Isotopic gamma lines for identification of shielding materials
Oleg Korobkin, Marc L. Klasky, Ajeeta Khatiwada, Michael McCann
TL;DR
This paper presents a brute-force statistical framework for identifying shielding materials using high-resolution gamma spectroscopy and semi-analytic uncollided flux expressions for nested spherical and cylindrical geometries. By extracting discrete gamma-line intensities and exhaustively evaluating trial material configurations against a physics-informed loss, the method accurately identifies material combinations when geometry is known, performing best for one or two unknown materials and providing a ranked list of candidates for more complex cases. Validation against simulated and experimental data (DU shells and BeRP ball) demonstrates viability and highlights the impact of model mismatch and Poisson noise, pointing to improvements in continuum subtraction and extension to 3D geometries.
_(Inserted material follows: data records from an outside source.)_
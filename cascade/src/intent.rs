//! Acknowledgment intent parsing
//!
//! One mapping serves both paths: keypad digits from a call and text or
//! button replies from chat.

use serde::{Deserialize, Serialize};

/// What a watcher meant by a reply
#[derive(Debug, Clone, Copy, PartialEq, Eq, Serialize, Deserialize)]
#[serde(rename_all = "snake_case")]
pub enum AckIntent {
    /// "I'm on it": acknowledges the incident
    Acknowledge,
    /// "I can't": declines for this watcher only
    Decline,
}

const ACK_WORDS: &[&str] = &["1", "yes", "ok", "help"];
const DECLINE_WORDS: &[&str] = &["9", "no", "false", "alarm"];

impl AckIntent {
    /// Parse a reply; trimmed and case-insensitive
    pub fn parse(input: &str) -> Option<Self> {
        let normalized = input.trim().to_lowercase();
        if ACK_WORDS.contains(&normalized.as_str()) {
            Some(Self::Acknowledge)
        } else if DECLINE_WORDS.contains(&normalized.as_str()) {
            Some(Self::Decline)
        } else {
            None
        }
    }

    /// Parse keypad input, acting on the first key that means something
    pub fn from_digits(digits: &str) -> Option<Self> {
        digits
            .chars()
            .filter(|c| c.is_ascii_digit())
            .find_map(|c| Self::parse(&c.to_string()))
    }

    /// Parse chat button callback data of the form `ack:<incident>` / `decline:<incident>`
    pub fn from_callback(data: &str) -> Option<(Self, Option<&str>)> {
        let (verb, incident) = match data.split_once(':') {
            Some((verb, rest)) => (verb, Some(rest).filter(|r| !r.is_empty())),
            None => (data, None),
        };
        let intent = match verb {
            "ack" => Self::Acknowledge,
            "decline" => Self::Decline,
            _ => return None,
        };
        Some((intent, incident))
    }

    /// Callback data encoding this intent for an incident
    pub fn callback_data(self, incident_id: &str) -> String {
        match self {
            Self::Acknowledge => format!("ack:{incident_id}"),
            Self::Decline => format!("decline:{incident_id}"),
        }
    }
}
The approach offers a practical pathway for material discrimination in security and industrial contexts where traditional dual-energy CT is insufficient, leveraging line-pattern information from HPGe spectroscopy.
Abstract
Identifying the constituting materials of concealed objects is crucial in a wide range of sectors, such as medical imaging, geophysics, nonproliferation, national security investigations, and so on. Existing methods face limitations, particularly when multiple materials are involved or when there are challenges posed by scattered radiation and large areal mass. Here we introduce a novel brute-force statistical approach for material identification using high spectral resolution detectors, such as HPGe. The method relies upon updated semianalytic formulae for computing uncollided flux from source of gamma radiation, shielded by a sequence of nested spherical or cylindrical materials. These semianalytical formulae make possible rapid flux estimation for material characterization via combinatorial search through all possible combinations of materials, using a high-resolution HPGe counting detector. An important prerequisite for the method is that the geometry of the objects is known (for example, from X-ray radiography). We demonstrate the viability of this material characterization technique in several use cases with both simulated and experimental data.